Today, college is pretty much accessible to anyone with a pulse, despite claims to the contrary.  But the laws of mathematics explain this should not be so.  Besides, most college kids devote much of their waking hours to Comedy Central, MTV, and half-naked drinking games.  How could it be possible for the typical student of moderate means to account for upwards of one-hundred thousand dollars (or more) of post-education debt?  Are art history and gender studies majors really necessary?  The numbers don’t add up.  College costs too much, but who is to blame?

Fantasy Finance

Consider the situation, writ large. Average Joe can take out heavily subsidized and guaranteed loans, courtesy of Uncle Sam, in order to pay for books, booze, and board.  Students are sucked in via a misguided government scheme, which encourages kids to enjoy four to six years in a distorted world that is the college community.  Much like the housing and automotive industries, Washington will continue to neglect the looming student loan crisis through ignorance.

As long as the same powerful politicians continue propping up loans (i.e. the touted Stafford program), droves of students will continue majoring in worthless fields and institutions of “higher learning” will continue raking in huge sums of cash.

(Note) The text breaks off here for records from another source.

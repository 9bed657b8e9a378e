//! Module progress tracking.

use sqlx::SqlitePool;

use crate::models::{ModuleProgress, ProgressRow, ProgressStatus};
use crate::Result;

/// Create or update the progress row for a (user, path, module) tuple.
///
/// An empty `projects_completed` list is stored as NULL.
pub async fn update_progress(
    pool: &SqlitePool,
    user_id: i64,
    path_id: i64,
    module_id: &str,
    status: ProgressStatus,
    projects_completed: Option<&[String]>,
    notes: Option<&str>,
) -> Result<()> {
    let projects_json = match projects_completed {
        Some(projects) if !projects.is_empty() => Some(serde_json::to_string(projects)?),
        _ => None,
    };

    sqlx::query(
        r#"
        INSERT INTO progress (user_id, path_id, module_id, status, projects_completed, notes)
        VALUES (?, ?, ?, ?, ?, ?)
        ON CONFLICT(user_id, path_id, module_id) DO UPDATE SET
            status = excluded.status,
            projects_completed = excluded.projects_completed,
            notes = excluded.notes,
            updated_at = CURRENT_TIMESTAMP
        "#,
    )
    .bind(user_id)
    .bind(path_id)
    .bind(module_id)
    .bind(status.as_str())
    .bind(projects_json)
    .bind(notes)
    .execute(pool)
    .await?;

    tracing::debug!(user_id, path_id, module_id, %status, "Updated progress");

    Ok(())
}

/// Get all progress rows for a user's path, most recently updated first.
pub async fn get_progress(
    pool: &SqlitePool,
    user_id: i64,
    path_id: i64,
) -> Result<Vec<ModuleProgress>> {
    let rows = sqlx::query_as::<_, ProgressRow>(
        r#"
        SELECT id, user_id, path_id, module_id, status, projects_completed, notes, updated_at
        FROM progress
        WHERE user_id = ? AND path_id = ?
        ORDER BY updated_at DESC, id DESC
        "#,
    )
    .bind(user_id)
    .bind(path_id)
    .fetch_all(pool)
    .await?;

    rows.into_iter().map(ProgressRow::into_progress).collect()
}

While it is true that too many kids occupy overpriced dorms across the country, the overall price tag of a college education is just as inflated.  The main reason families and individual students are able to make the university commitment is due in large part to government intervention in the market.  If taxpayer-funded loans were not offered, a substantial portion of students could not afford to live the college life – and, case in point, both state-run and private schools would be short quite a few greenbacks.  In other words, the feds have artificially populated the college campus.  The political fulcrum must be pushed by the people: the taxpaying and student-supporting American citizenry.

Something’s gotta give

The education bubble may soon burst to the sarcastic surprise of seasoned statists.  But until then, little action can be expected of our U. S. Senators, Representatives, and related federal agencies.  American post-secondary academia is deemed too-big-to-fail by most proponents of the status quo.  A pundit on FoxNews recently compared Congress to a college student: they procrastinate until the very last second.  And you thought you would cease rushing frantically to meet deadlines upon matriculation!

The Future…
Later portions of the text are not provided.